What every man needs, regardless of his job
of the kind of work he is doing,
is a vision of what his place is and may be.
He needs an objective and a purpose.
He needs a feeling and a belief
that he has some worthwhile thing to do.
What this is no one can tell him.
It must be his own creation.
~Joseph M. Dodge

i've discovered in the past two days that the combination of Grey's Anatomy and my strict study schedule is somewhat toxic to my learning environment. almost as toxic as that girls blood that caused half the surgical staff to fill up the gurney's lining the hallways of Seattle Grace hospital in Season 3. except that i don't exactly consider Grey's Anatomy a neurotoxin. well, not right now at least.

but i realized something. something kind of....big. something about the profession that i am apparently going into. (although these days i am not so sure about my choice). it isn't like i haven't realized this before, but today it was just more real. more here. and kind of overwhelming.

not the overwhelming that McDreamy feels when he does cranial labotomies or separates 35-year-old conjoined twins. but overwhelming, nonetheless.

i realized that medicine, for all its advances and technology and flash and sterility and apparent 'glamour' really hasn't advanced at all. in its truest form, medicine is about caring. it is about touching peoples lives--giving them hope when all seems hopeless and inspiring purpose when their life's purpose has been interrupted by disease or dysfunction.

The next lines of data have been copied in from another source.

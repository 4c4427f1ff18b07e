// ABOUTME: Bridge configuration: upstream endpoints, content markers, and timeouts
// ABOUTME: Builder-style BridgeConfig with environment and optional TOML file loading
//
// SPDX-License-Identifier: MIT OR Apache-2.0
// Copyright (c) 2026 dravr.ai

use std::env;
use std::num::ParseIntError;
use std::time::Duration;

use serde::{Deserialize, Serialize};

/// Default upstream session socket endpoint
const DEFAULT_SOCKET_URL: &str = "wss://api.enginelabs.ai/engine-agent/chat-socket";

/// Default upstream generation trigger endpoint
const DEFAULT_TRIGGER_URL: &str = "https://api.enginelabs.ai/engine-agent/chat";

/// Default `Origin` header sent on both upstream calls
const DEFAULT_ORIGIN: &str = "https://cto.new";

/// Default deadline for the listening phase (5 minutes)
const DEFAULT_TIMEOUT_SECS: u64 = 300;

/// Default socket handshake timeout
const DEFAULT_CONNECT_TIMEOUT_SECS: u64 = 15;

/// Default trigger request timeout
const DEFAULT_TRIGGER_TIMEOUT_SECS: u64 = 30;

/// Default downstream chunk buffer
const DEFAULT_CHANNEL_CAPACITY: usize = 32;

/// Text written around a marked content block
#[derive(Debug, Clone, PartialEq, Eq, Serialize, Deserialize)]
pub struct ContentMarkers {
    /// Emitted when a markable kind begins
    pub open: String,
    /// Emitted when a markable kind ends
    pub close: String,
}

impl Default for ContentMarkers {
    fn default() -> Self {
        Self {
            open: "<think>\n".to_owned(),
            close: "\n</think>\n\n".to_owned(),
        }
    }
}

/// Configuration shared by every bridge invocation
#[derive(Debug, Clone)]
pub struct BridgeConfig {
    /// Base WebSocket URL; session parameters are appended as query pairs
    pub socket_url: String,
    /// HTTP endpoint that starts generation for a session
    pub trigger_url: String,
    /// `Origin` header for the handshake and the trigger call
    pub origin: Option<String>,
    /// Content kinds wrapped in open/close markers
    pub markable_kinds: Vec<String>,
    /// Marker text
    pub markers: ContentMarkers,
    /// Deadline for the listening phase (`None` waits forever)
    pub timeout: Option<Duration>,
    /// Deadline for the socket handshake
    pub connect_timeout: Duration,
    /// Deadline for the trigger request
    pub trigger_timeout: Duration,
    /// Number of encoded chunks buffered ahead of a slow downstream reader
    pub channel_capacity: usize,
}

impl Default for BridgeConfig {
    fn default() -> Self {
        Self {
            socket_url: DEFAULT_SOCKET_URL.to_owned(),
            trigger_url: DEFAULT_TRIGGER_URL.to_owned(),
            origin: Some(DEFAULT_ORIGIN.to_owned()),
            markable_kinds: default_markable_kinds(),
            markers: ContentMarkers::default(),
            timeout: Some(Duration::from_secs(DEFAULT_TIMEOUT_SECS)),
            connect_timeout: Duration::from_secs(DEFAULT_CONNECT_TIMEOUT_SECS),
            trigger_timeout: Duration::from_secs(DEFAULT_TRIGGER_TIMEOUT_SECS),
            channel_capacity: DEFAULT_CHANNEL_CAPACITY,
        }
    }
}

impl BridgeConfig {
    /// Create a configuration for the given upstream endpoints
    #[must_use]
    pub fn new(socket_url: impl Into<String>, trigger_url: impl Into<String>) -> Self {
        Self {
            socket_url: socket_url.into(),
            trigger_url: trigger_url.into(),
            ..Self::default()
        }
    }

    /// Create configuration from environment variables.
    ///
    /// Environment variables:
    /// - `SOCKBRIDGE_SOCKET_URL`: upstream WebSocket endpoint
    /// - `SOCKBRIDGE_TRIGGER_URL`: upstream trigger endpoint
    /// - `SOCKBRIDGE_ORIGIN`: `Origin` header (empty disables it)
    /// - `SOCKBRIDGE_MARKABLE_KINDS`: comma-separated markable kinds
    /// - `SOCKBRIDGE_MARKER_OPEN` / `SOCKBRIDGE_MARKER_CLOSE`: marker text
    /// - `SOCKBRIDGE_TIMEOUT_SECS`: listening deadline, `0` disables it
    /// - `SOCKBRIDGE_CONNECT_TIMEOUT_SECS`: handshake deadline
    /// - `SOCKBRIDGE_TRIGGER_TIMEOUT_SECS`: trigger request deadline
    ///
    /// Unparsable numeric values fall back to the defaults.
    #[must_use]
    pub fn from_env() -> Self {
        let mut config = Self::default();

        if let Ok(url) = env::var("SOCKBRIDGE_SOCKET_URL") {
            config.socket_url = url;
        }
        if let Ok(url) = env::var("SOCKBRIDGE_TRIGGER_URL") {
            config.trigger_url = url;
        }
        if let Ok(origin) = env::var("SOCKBRIDGE_ORIGIN") {
            config.origin = Some(origin).filter(|o| !o.trim().is_empty());
        }
        if let Ok(kinds) = env::var("SOCKBRIDGE_MARKABLE_KINDS") {
            config.markable_kinds = parse_list(&kinds);
        }
        if let Ok(open) = env::var("SOCKBRIDGE_MARKER_OPEN") {
            config.markers.open = open;
        }
        if let Ok(close) = env::var("SOCKBRIDGE_MARKER_CLOSE") {
            config.markers.close = close;
        }
        if let Some(timeout) = env_duration("SOCKBRIDGE_TIMEOUT_SECS") {
            config.timeout = Some(timeout).filter(|t| !t.is_zero());
        }
        if let Some(timeout) = env_duration("SOCKBRIDGE_CONNECT_TIMEOUT_SECS") {
            config.connect_timeout = timeout;
        }
        if let Some(timeout) = env_duration("SOCKBRIDGE_TRIGGER_TIMEOUT_SECS") {
            config.trigger_timeout = timeout;
        }

        config
    }

    /// Set the `Origin` header
    #[must_use]
    pub fn with_origin(mut self, origin: impl Into<String>) -> Self {
        self.origin = Some(origin.into());
        self
    }

    /// Send no `Origin` header
    #[must_use]
    pub fn without_origin(mut self) -> Self {
        self.origin = None;
        self
    }

    /// Set the markable content kinds
    #[must_use]
    pub fn with_markable_kinds(mut self, kinds: Vec<String>) -> Self {
        self.markable_kinds = kinds;
        self
    }

    /// Set the marker text
    #[must_use]
    pub fn with_markers(mut self, open: impl Into<String>, close: impl Into<String>) -> Self {
        self.markers = ContentMarkers {
            open: open.into(),
            close: close.into(),
        };
        self
    }

    /// Set the listening deadline
    #[must_use]
    pub const fn with_timeout(mut self, timeout: Option<Duration>) -> Self {
        self.timeout = timeout;
        self
    }

    /// Set the handshake deadline
    #[must_use]
    pub const fn with_connect_timeout(mut self, timeout: Duration) -> Self {
        self.connect_timeout = timeout;
        self
    }

    /// Set the trigger request deadline
    #[must_use]
    pub const fn with_trigger_timeout(mut self, timeout: Duration) -> Self {
        self.trigger_timeout = timeout;
        self
    }

    /// Set the downstream chunk buffer size (minimum 1)
    #[must_use]
    pub fn with_channel_capacity(mut self, capacity: usize) -> Self {
        self.channel_capacity = capacity.max(1);
        self
    }
}

/// Default set of markable content kinds
#[must_use]
pub fn default_markable_kinds() -> Vec<String> {
    vec!["thinking".to_owned()]
}

/// Parse a comma-separated list, dropping empty entries
#[must_use]
pub fn parse_list(input: &str) -> Vec<String> {
    input
        .split(',')
        .map(str::trim)
        .filter(|s| !s.is_empty())
        .map(ToOwned::to_owned)
        .collect()
}

/// Parse a timeout value from a string (in seconds)
///
/// # Errors
///
/// Returns an error if the string cannot be parsed as a `u64`.
pub fn parse_timeout(input: &str) -> Result<Duration, ParseIntError> {
    input.trim().parse::<u64>().map(Duration::from_secs)
}

fn env_duration(key: &str) -> Option<Duration> {
    env::var(key).ok().and_then(|v| parse_timeout(&v).ok())
}

// ============================================================================
// TOML file loading
// ============================================================================

#[cfg(feature = "config-file")]
mod file {
    use std::path::{Path, PathBuf};
    use std::time::Duration;

    use serde::Deserialize;
    use tracing::debug;

    use super::{BridgeConfig, ContentMarkers};
    use crate::types::BridgeError;

    /// On-disk shape; every field is optional and overlays the defaults
    #[derive(Debug, Default, Deserialize)]
    #[serde(default, deny_unknown_fields)]
    struct FileConfig {
        socket_url: Option<String>,
        trigger_url: Option<String>,
        origin: Option<String>,
        markable_kinds: Option<Vec<String>>,
        markers: Option<ContentMarkers>,
        timeout_secs: Option<u64>,
        connect_timeout_secs: Option<u64>,
        trigger_timeout_secs: Option<u64>,
        channel_capacity: Option<usize>,
    }

    impl BridgeConfig {
        /// Load configuration from a TOML file, overlaying the defaults
        ///
        /// A `timeout_secs` of `0` disables the listening deadline and an
        /// empty `origin` disables the header.
        pub fn from_file(path: &Path) -> Result<Self, BridgeError> {
            let raw = std::fs::read_to_string(path).map_err(|e| {
                BridgeError::config(format!("Failed to read {}: {e}", path.display()))
            })?;
            Self::from_toml_str(&raw)
        }

        /// Parse configuration from TOML text, overlaying the defaults
        pub fn from_toml_str(raw: &str) -> Result<Self, BridgeError> {
            let parsed: FileConfig = toml::from_str(raw)
                .map_err(|e| BridgeError::config(format!("Invalid config file: {e}")))?;

            let mut config = Self::default();
            if let Some(url) = parsed.socket_url {
                config.socket_url = url;
            }
            if let Some(url) = parsed.trigger_url {
                config.trigger_url = url;
            }
            if let Some(origin) = parsed.origin {
                config.origin = Some(origin).filter(|o| !o.trim().is_empty());
            }
            if let Some(kinds) = parsed.markable_kinds {
                config.markable_kinds = kinds;
            }
            if let Some(markers) = parsed.markers {
                config.markers = markers;
            }
            if let Some(secs) = parsed.timeout_secs {
                config.timeout = Some(Duration::from_secs(secs)).filter(|t| !t.is_zero());
            }
            if let Some(secs) = parsed.connect_timeout_secs {
                config.connect_timeout = Duration::from_secs(secs);
            }
            if let Some(secs) = parsed.trigger_timeout_secs {
                config.trigger_timeout = Duration::from_secs(secs);
            }
            if let Some(capacity) = parsed.channel_capacity {
                config.channel_capacity = capacity.max(1);
            }

            debug!(socket_url = %config.socket_url, "Loaded bridge config from TOML");
            Ok(config)
        }
    }

    /// Default location of the config file (`<config dir>/sockbridge/config.toml`)
    #[must_use]
    pub fn default_config_path() -> Option<PathBuf> {
        dirs::config_dir().map(|d| d.join("sockbridge").join("config.toml"))
    }
}

#[cfg(feature = "config-file")]
pub use file::default_config_path;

but all that mushy stuff--the emotional part--gets lost. and these days, it gets lost way too easily. lost in textbooks. in algorithms. lost in the shiny machines and $250 stethoscopes and sterile surgical rooms. it gets lost in the growing stacks of insurance claims and the shrinking bank accounts of overworked, overwhelmed doctors. and all of the sudden the hope and purpose that we are supposed to inspire has been eaten up; consumed by the pressures of just staying afloat. in a world where death and dying are part of everyday life. in a world where hand washing and sterile technique sometimes seem to be more important than hand holding and bedside manner. and we are left tired. exhausted. burnt out. and sometimes, even broken.

some people say that it is all relative. that it depends on who you talk to...or where you look. and apparently right now, today, i'm not talking to the right people or looking in the right places. because i am tired. exhausted. burnt out. and yes, even feeling just a little bit broken.

this dream i had; this 'thing' i've wanted for all 21.5 years i could talk? the one i'm supposed to be working toward? it isn't exactly what i'd thought it would be. and where i once thought that i could conquer the "world of medicine", change lives, give hope, and inspire purpose...well, i'm not so sure anymore.

but this is what i am sure of: i am going to find something, anything, to hold on to. i am going to find even just one thing about this profession, this insane journey, this ridiculously difficult choice, that makes me want to hold on. and hold on tight. and make it all worthwhile.

because there is a lot (a LOT) at stake. and because even though i feel like i've gotten somewhere. i've really only just begun. and i've got a long way to go.